Об отъезде из страны он никогда не мечтал.

— Дурачье, — ругал он приятелей, эмигрировавших в Америку и Израиль, — дурачье! У нас лучшее, хотя и хужее. К чужому не привыкнешь. Поехали полюбуемся Суздалем…

И ехал, и любовался. В шестьдесят четыре года — однажды вечером — он наполнил ванну горячей водой и тихо вскрыл вены. Ушел в иной мир, как древний римлянин-патриций. Врачи Боткинской больницы, в которой он работал до последнего дня, устроили пышные похороны и завалили могилу ворохом цветов. Причину поступка никто не мог объяснить. Жестокость непонятного рода внезапно показывает свою хищную морду посреди относительно благополучной Москвы. Не в жмеринском ли гетто причина?

Белая ворона

Откровеннейший критик нашей прошлой собачьей жизни, имеющий на то бесспорное право, Надежда Яковлевна Мандельштам, вдобавок к уже процитированным строкам, заметила: «Среди советских писателей он был и оставался белой вороной. С ним единственным я поддерживала отношения все годы. Беспомощный, как все, он все же пытался что-то делать для людей». Характеристике Эренбурга нельзя отказать в точности и проницательности. Он действительно выглядел белой вороной и вел себя как белая ворона, никого из собратьев по перу не критикуя и не причиняя никому зла. Иногда он отбивался от нападок, но чаще пропускал клевету мимо ушей.

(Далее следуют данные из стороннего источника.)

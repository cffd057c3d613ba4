//! Test Helper Utilities
//!
//! Scripted geocoders and store backends for exercising the workflow and
//! the map controller without network or disk.

#![allow(dead_code)]

use addrmap_app::services::{GeocodeError, Geocoder};
use addrmap_common::{
    Coordinate, FormFields, KeyValueStore, MemoryKeyValueStore, RecordStore, UserRecord,
};
use async_trait::async_trait;
use std::io;
use std::sync::atomic::{AtomicBool, Ordering};
use std::sync::{Arc, Mutex};

/// Geocoder answering every query with the same scripted result
pub struct StubGeocoder {
    response: Result<Vec<Coordinate>, GeocodeError>,
    queries: Mutex<Vec<String>>,
}

impl StubGeocoder {
    pub fn returning(candidates: &[(f64, f64)]) -> Arc<Self> {
        Arc::new(Self {
            response: Ok(candidates
                .iter()
                .map(|(lat, lon)| Coordinate::new(*lat, *lon).unwrap())
                .collect()),
            queries: Mutex::new(Vec::new()),
        })
    }

    pub fn failing(message: &str) -> Arc<Self> {
        Arc::new(Self {
            response: Err(GeocodeError::ServiceFailure(message.to_string())),
            queries: Mutex::new(Vec::new()),
        })
    }

    /// Address lines received so far
    pub fn queries(&self) -> Vec<String> {
        self.queries.lock().unwrap().clone()
    }
}

#[async_trait]
impl Geocoder for StubGeocoder {
    async fn geocode(&self, address_line: &str) -> Result<Vec<Coordinate>, GeocodeError> {
        self.queries.lock().unwrap().push(address_line.to_string());
        self.response.clone()
    }
}

/// In-memory backend whose writes can be switched off
#[derive(Default)]
pub struct FlakyStore {
    inner: MemoryKeyValueStore,
    fail_writes: AtomicBool,
    fail_reads: AtomicBool,
}

impl FlakyStore {
    pub fn new() -> Arc<Self> {
        Arc::new(Self::default())
    }

    pub fn fail_writes(&self, fail: bool) {
        self.fail_writes.store(fail, Ordering::SeqCst);
    }

    pub fn fail_reads(&self, fail: bool) {
        self.fail_reads.store(fail, Ordering::SeqCst);
    }
}

#[async_trait]
impl KeyValueStore for FlakyStore {
    async fn get_item(&self, key: &str) -> io::Result<Option<String>> {
        if self.fail_reads.load(Ordering::SeqCst) {
            return Err(io::Error::new(io::ErrorKind::Other, "disk unplugged"));
        }
        self.inner.get_item(key).await
    }

    async fn set_item(&self, key: &str, value: &str) -> io::Result<()> {
        if self.fail_writes.load(Ordering::SeqCst) {
            return Err(io::Error::new(io::ErrorKind::Other, "disk full"));
        }
        self.inner.set_item(key, value).await
    }
}

pub fn ana_form() -> FormFields {
    FormFields::new("Ana", "Rua Teste", "10", "São Paulo", "SP")
}

pub fn record(name: &str, lat: f64, lon: f64) -> UserRecord {
    let form = FormFields::new(name, format!("Rua {}", name), "1", "Cidade", "UF");
    UserRecord::from_form(&form, Coordinate::new(lat, lon).unwrap())
}

/// Seed `backend` with `records` through a record store
pub async fn seed<S: KeyValueStore>(backend: S, records: &[UserRecord]) {
    RecordStore::new(backend).save(records).await.unwrap();
}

Надежда Яковлевна в этом пассаже дала высочайшую оценку мемуарам Эренбурга, во многом, как мне кажется, справедливую, несмотря на десятки пустых страниц: «„Люди, годы, жизнь“, в сущности, единственная его книга, которая сыграла положительную роль в нашей стране».

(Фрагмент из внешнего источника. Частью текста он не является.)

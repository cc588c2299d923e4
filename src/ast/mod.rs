//! Abstract Syntax Tree (AST) types
//!
//! This module defines the node types for destructuring patterns and the
//! small expression subset that can appear inside them (default values and
//! computed property keys). Node shapes follow ESTree where it makes sense.

mod expr;
mod pattern;

pub use expr::*;
pub use pattern::*;

use crate::error::SourceLocation;

/// A span in the source code
#[derive(Debug, Clone, Copy, PartialEq, Eq, Default)]
pub struct Span {
    /// Start location
    pub start: SourceLocation,
    /// End location
    pub end: SourceLocation,
}

impl Span {
    /// Create a new span
    pub fn new(start: SourceLocation, end: SourceLocation) -> Self {
        Self { start, end }
    }
}

/// A JavaScript identifier
#[derive(Debug, Clone, PartialEq, Eq)]
pub struct Identifier {
    /// The name of the identifier
    pub name: String,
    /// Span in source
    pub span: Span,
}

impl Identifier {
    /// Create a new identifier
    pub fn new(name: impl Into<String>, span: Span) -> Self {
        Self {
            name: name.into(),
            span,
        }
    }

    /// Create an identifier without a source position
    pub fn synthetic(name: impl Into<String>) -> Self {
        Self::new(name, Span::default())
    }
}

/// Property key in object patterns and object literals
#[derive(Debug, Clone)]
pub enum PropertyKey {
    /// Identifier key
    Identifier(Identifier),
    /// String literal key
    String(String),
    /// Number literal key
    Number(f64),
    /// Computed key [expr]
    Computed(Box<Expression>),
}

impl PropertyKey {
    /// Whether the key is an expression evaluated at destructuring time
    pub fn is_computed(&self) -> bool {
        matches!(self, PropertyKey::Computed(_))
    }

    /// The property name of a non-computed key
    pub fn static_name(&self) -> Option<String> {
        match self {
            PropertyKey::Identifier(id) => Some(id.name.clone()),
            PropertyKey::String(s) => Some(s.clone()),
            PropertyKey::Number(n) => Some(crate::runtime::number_to_string(*n)),
            PropertyKey::Computed(_) => None,
        }
    }
}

С последним утверждением вряд ли стоит соглашаться безоговорочно. Но то, что Эренбург «был и оставался белой вороной» и «пытался что-то делать для людей», безусловно. Надежда Яковлевна не в пример иным максималистам, живущим в совершенно другом, не террористически-сталинском периоде и пользующимся мощной поддержкой Запада, поступки Эренбурга хорошо понимала и правильно оценивала, как, впрочем, и Варлам Шаламов, который провел долгие годы в северных лагерях. Зорко разглядела она лица тех, кто пришел на похороны Эренбурга. «Это была антифашистская толпа», — подчеркнула Надежда Яковлевна. Я присутствовал на гражданской панихиде и позднее, прочитав «Вторую книгу», подивился яркости определения. Действительно, толпа была на редкость и однородно антифашистской. Ни одного писателя, даже Бориса Пастернака, не провожала в последний путь такая толпа. В людях, пришедших к гробу нобелиата, попадались разного рода протестанты, любители поэзии, любопытные. Их и с большой натяжкой нельзя было назвать антифашистами. Эренбург и при жизни привлекал людей особого склада. Надежда Яковлевна вовсе не имела в виду, что у гроба собралось много евреев, генетических противников фашизма и расизма. Нет, вовсе нет. Пришли интеллигенты разных профессий, ветераны минувшей войны, художественная молодежь, просто случайные люди, поддавшиеся душевному порыву, никому не ведомые любители литературы. Однако однотипность человеческого облика являлась определяющей чертой общности людей, собравшихся на несколько исторических мгновений. Есть во «Второй книге» далекоидущий и не вызывающий возражения вывод: «Эренбург сделал свое дело, а дело это трудное. Может быть, именно он разбудил тех, кто стал читателями Самиздата». На каком далеком расстоянии находятся слова Надежды Яковлевны от тех царапающих и неприязненных оценок, которые дает Эренбургу Александр Солженицын, вторгаясь в очерке о Столяровой в частную жизнь и семейный быт Эренбургов, и что неприятнее всего — после смерти хозяина квартиры на улице Горького!